──────── SOURCE DATA ────────

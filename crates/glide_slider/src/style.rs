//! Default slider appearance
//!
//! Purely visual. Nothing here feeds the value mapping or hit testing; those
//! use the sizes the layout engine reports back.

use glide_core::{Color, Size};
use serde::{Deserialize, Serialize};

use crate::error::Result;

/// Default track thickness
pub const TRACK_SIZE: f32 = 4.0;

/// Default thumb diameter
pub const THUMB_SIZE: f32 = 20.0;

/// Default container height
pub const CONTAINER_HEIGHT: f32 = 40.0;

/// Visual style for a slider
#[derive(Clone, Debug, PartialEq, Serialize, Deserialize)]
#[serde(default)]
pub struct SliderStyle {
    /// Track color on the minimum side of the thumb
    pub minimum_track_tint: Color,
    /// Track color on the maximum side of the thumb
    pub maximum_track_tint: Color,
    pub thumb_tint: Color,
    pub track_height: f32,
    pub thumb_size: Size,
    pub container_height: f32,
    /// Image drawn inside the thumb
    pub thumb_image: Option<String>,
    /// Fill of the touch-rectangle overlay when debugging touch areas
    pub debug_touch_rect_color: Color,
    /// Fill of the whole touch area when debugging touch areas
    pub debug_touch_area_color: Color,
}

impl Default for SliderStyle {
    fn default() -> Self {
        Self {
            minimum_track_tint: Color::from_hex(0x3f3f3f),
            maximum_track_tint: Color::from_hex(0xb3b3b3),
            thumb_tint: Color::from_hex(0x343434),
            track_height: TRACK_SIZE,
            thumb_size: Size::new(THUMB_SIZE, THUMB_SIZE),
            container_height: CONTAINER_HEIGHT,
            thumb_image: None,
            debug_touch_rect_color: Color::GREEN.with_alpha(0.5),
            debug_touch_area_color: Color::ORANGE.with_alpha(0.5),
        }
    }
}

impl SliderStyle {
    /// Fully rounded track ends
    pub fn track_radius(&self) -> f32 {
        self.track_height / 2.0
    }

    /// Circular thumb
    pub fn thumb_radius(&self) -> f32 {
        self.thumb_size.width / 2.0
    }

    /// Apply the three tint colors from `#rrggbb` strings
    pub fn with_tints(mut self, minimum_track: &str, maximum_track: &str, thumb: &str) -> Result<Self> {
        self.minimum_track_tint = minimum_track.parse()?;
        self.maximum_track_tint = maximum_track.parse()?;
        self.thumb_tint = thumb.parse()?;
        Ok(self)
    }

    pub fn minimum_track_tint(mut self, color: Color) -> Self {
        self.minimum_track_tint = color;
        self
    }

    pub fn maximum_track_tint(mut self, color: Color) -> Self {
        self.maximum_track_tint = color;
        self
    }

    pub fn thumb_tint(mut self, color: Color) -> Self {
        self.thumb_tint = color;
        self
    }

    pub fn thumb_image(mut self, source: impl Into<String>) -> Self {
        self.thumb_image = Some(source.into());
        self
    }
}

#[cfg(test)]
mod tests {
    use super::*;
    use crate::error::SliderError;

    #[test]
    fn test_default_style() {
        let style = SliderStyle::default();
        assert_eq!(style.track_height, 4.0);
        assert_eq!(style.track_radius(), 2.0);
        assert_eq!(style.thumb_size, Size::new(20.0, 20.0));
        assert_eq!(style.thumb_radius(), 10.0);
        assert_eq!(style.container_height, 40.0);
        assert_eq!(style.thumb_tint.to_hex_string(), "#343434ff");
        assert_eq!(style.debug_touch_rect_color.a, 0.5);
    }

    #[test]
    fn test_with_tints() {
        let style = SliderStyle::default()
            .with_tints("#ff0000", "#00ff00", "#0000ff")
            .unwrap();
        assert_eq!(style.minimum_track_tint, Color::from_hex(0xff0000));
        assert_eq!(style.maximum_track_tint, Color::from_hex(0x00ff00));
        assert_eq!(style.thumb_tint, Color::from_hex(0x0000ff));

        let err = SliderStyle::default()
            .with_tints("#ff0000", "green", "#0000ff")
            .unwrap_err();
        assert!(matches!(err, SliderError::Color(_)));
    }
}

────────

In this exercise, every line of the listing is to be output exactly.

filename crates/glide_slider/src/style.rs
//! Default slider appearance
//!
//! Purely visual. Nothing here feeds the value mapping or hit testing; those
//! use the sizes the layout engine reports back.

use glide_core::{Color, Size};
use serde::{Deserialize, Serialize};

use crate::error::Result;

/// Default track thickness
pub const TRACK_SIZE: f32 = 4.0;

/// Default thumb diameter
pub const THUMB_SIZE: f32 = 20.0;

/// Default container height
pub const CONTAINER_HEIGHT: f32 = 40.0;

/// Visual style for a slider
#[derive(Clone, Debug, PartialEq, Serialize, Deserialize)]
#[serde(default)]
pub struct SliderStyle {
    /// Track color on the minimum side of the thumb
    pub minimum_track_tint: Color,
    /// Track color on the maximum side of the thumb
    pub maximum_track_tint: Color,
    pub thumb_tint: Color,
    pub track_height: f32,
    pub thumb_size: Size,
    pub container_height: f32,
    /// Image drawn inside the thumb
    pub thumb_image: Option<String>,
    /// Fill of the touch-rectangle overlay when debugging touch areas
    pub debug_touch_rect_color: Color,
    /// Fill of the whole touch area when debugging touch areas
    pub debug_touch_area_color: Color,
}

impl Default for SliderStyle {
    fn default() -> Self {
        Self {
            minimum_track_tint: Color::from_hex(0x3f3f3f),
            maximum_track_tint: Color::from_hex(0xb3b3b3),
            thumb_tint: Color::from_hex(0x343434),
            track_height: TRACK_SIZE,
            thumb_size: Size::new(THUMB_SIZE, THUMB_SIZE),
            container_height: CONTAINER_HEIGHT,
            thumb_image: None,
            debug_touch_rect_color: Color::GREEN.with_alpha(0.5),
            debug_touch_area_color: Color::ORANGE.with_alpha(0.5),
        }
    }
}

impl SliderStyle {
    /// Fully rounded track ends
    pub fn track_radius(&self) -> f32 {
        self.track_height / 2.0
    }

    /// Circular thumb
    pub fn thumb_radius(&self) -> f32 {
        self.thumb_size.width / 2.0
    }

    /// Apply the three tint colors from `#rrggbb` strings
    pub fn with_tints(mut self, minimum_track: &str, maximum_track: &str, thumb: &str) -> Result<Self> {
        self.minimum_track_tint = minimum_track.parse()?;
        self.maximum_track_tint = maximum_track.parse()?;
        self.thumb_tint = thumb.parse()?;
        Ok(self)
    }

    pub fn minimum_track_tint(mut self, color: Color) -> Self {
        self.minimum_track_tint = color;
        self
    }

    pub fn maximum_track_tint(mut self, color: Color) -> Self {
        self.maximum_track_tint = color;
        self
    }

    pub fn thumb_tint(mut self, color: Color) -> Self {
        self.thumb_tint = color;
        self
    }

    pub fn thumb_image(mut self, source: impl Into<String>) -> Self {
        self.thumb_image = Some(source.into());
        self
    }
}

#[cfg(test)]
mod tests {
    use super::*;
    use crate::error::SliderError;

    #[test]
    fn test_default_style() {
        let style = SliderStyle::default();
        assert_eq!(style.track_height, 4.0);
        assert_eq!(style.track_radius(), 2.0);
        assert_eq!(style.thumb_size, Size::new(20.0, 20.0));
        assert_eq!(style.thumb_radius(), 10.0);
        assert_eq!(style.container_height, 40.0);
        assert_eq!(style.thumb_tint.to_hex_string(), "#343434ff");
        assert_eq!(style.debug_touch_rect_color.a, 0.5);
    }

    #[test]
    fn test_with_tints() {
        let style = SliderStyle::default()
            .with_tints("#ff0000", "#00ff00", "#0000ff")
            .unwrap();
        assert_eq!(style.minimum_track_tint, Color::from_hex(0xff0000));
        assert_eq!(style.maximum_track_tint, Color::from_hex(0x00ff00));
        assert_eq!(style.thumb_tint, Color::from_hex(0x0000ff));

        let err = SliderStyle::default()
            .with_tints("#ff0000", "green", "#0000ff")
            .unwrap_err();
        assert!(matches!(err, SliderError::Color(_)));
    }
}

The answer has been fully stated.